John Farcas, the lead architect for the project, said he is pleased with the design and looks forward to its future as an educational facility.
“We’ve designed several buildings for BCCC, and we know what they want and know what they expect out of us,” he said. “They’re very easy to work with.”
Farcas said it took seven months to design the building.
JKF and Farcas designed buildings 9, 10 and 11 on the BCCC campus.
“This is the fourth new building we’ve designed, but we have also done several renovations for the college as well,” Farcas said.
At about 30,600 square feet, the new building will include five nursing laboratories, one nurses’ aide laboratory, one medical science laboratory, a 100-seat lecture hall, five classrooms, one computer laboratory and about 20 faculty offices, according to project plans.

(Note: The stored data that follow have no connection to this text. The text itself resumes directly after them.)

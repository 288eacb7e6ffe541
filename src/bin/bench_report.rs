//! Ad-hoc CLI for running the sample programs outside of `cargo bench`.
//!
//! This is informational only - the cross-backend equivalence law is
//! enforced by the integration tests, not by this binary.

use std::time::Instant;

use clap::{Parser, ValueEnum};
use tracing_subscriber::EnvFilter;

use triptych::closure::lower;
use triptych::compiler::compile;
use triptych::context::Context;
use triptych::evaluator::evaluate;
use triptych::expr::Expr;
use triptych::programs::{fibonacci, insertion_sort_alternating_sum};
use triptych::vm::run;

#[derive(Copy, Clone, Debug, ValueEnum)]
enum Program {
    Fibonacci,
    InsertionSort,
}

#[derive(Copy, Clone, Debug, ValueEnum)]
enum Backend {
    Evaluator,
    Closure,
    Bytecode,
    All,
}

/// Run a sample program on one or all backends and report wall-clock time.
#[derive(Parser, Debug)]
#[command(version, about)]
struct Cli {
    /// Which sample program to run.
    #[arg(value_enum, default_value_t = Program::Fibonacci)]
    program: Program,

    /// Which backend(s) to run.
    #[arg(short, long, value_enum, default_value_t = Backend::All)]
    backend: Backend,

    /// Number of iterations to time (averaged).
    #[arg(short, long, default_value_t = 1)]
    iterations: u32,

    /// Enable verbose (debug-level) logging.
    #[arg(short, long)]
    verbose: bool,
}

fn main() {
    let cli = Cli::parse();

    let filter = if cli.verbose {
        EnvFilter::new("debug")
    } else {
        EnvFilter::new("warn")
    };
    tracing_subscriber::fmt().with_env_filter(filter).init();

    let (tree, seed): (Expr, fn() -> Context) = match cli.program {
        Program::Fibonacci => (fibonacci(), || {
            let mut ctx = Context::new(256);
            ctx.set(0.0, 1000.0);
            ctx
        }),
        Program::InsertionSort => (insertion_sort_alternating_sum(), || {
            let mut ctx = Context::new(256);
            ctx.set(0.0, 100.0);
            for i in 1..=100 {
                ctx.set(i as f64, (100 - i) as f64);
            }
            ctx
        }),
    };

    let run_backend = |name: &str, f: &dyn Fn(&mut Context) -> f64| {
        let mut last = 0.0;
        let start = Instant::now();
        for _ in 0..cli.iterations {
            let mut ctx = seed();
            last = f(&mut ctx);
        }
        let elapsed = start.elapsed();
        println!(
            "{name:>10}: {:>12.3?} total, {:>12.3?}/iter, result = {last}",
            elapsed,
            elapsed / cli.iterations.max(1),
        );
    };

    let compiled = compile(&tree);
    let closure = lower(&tree);

    match cli.backend {
        Backend::Evaluator | Backend::All => {
            run_backend("evaluator", &|ctx| evaluate(&tree, ctx));
        }
        _ => {}
    }
    match cli.backend {
        Backend::Closure | Backend::All => {
            run_backend("closure", &|ctx| closure.call(ctx));
        }
        _ => {}
    }
    match cli.backend {
        Backend::Bytecode | Backend::All => {
            run_backend("bytecode", &|ctx| run(&compiled, ctx).unwrap());
        }
        _ => {}
    }
}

Jennette said the new building will allow BCCC to accept more students in its nursing programs and other medical field programs, adding about 20 students in the associate degree program and 10 students in the practical nursing program in the first three to five years of the new building opening.
“It’s a popular program,” she said. “People want to have a career that helps people and is meaningful.”
David McLawhorn, BCCC president, credited the commissioners for moving the project along.
“This building is going to … allow us to have simulation training,” he said.
Laura Bliley, BCCC’s director of nursing, said the new building’s state-of-the-art laboratory spaces will benefit BCCC nursing students.
“While BCCC nursing students have had excellent learning experiences,” she said, “educating students through simulation is quickly becoming an accepted standard for nursing education.”
She said the new labs will increase students’ access to equipment that will allow them to practice rapid and complex decision-making scenarios in a safe environment.
The new building will incorporate several innovations aimed at improving energy efficiency by 20 percent over standard building design, including making the best use of natural lighting.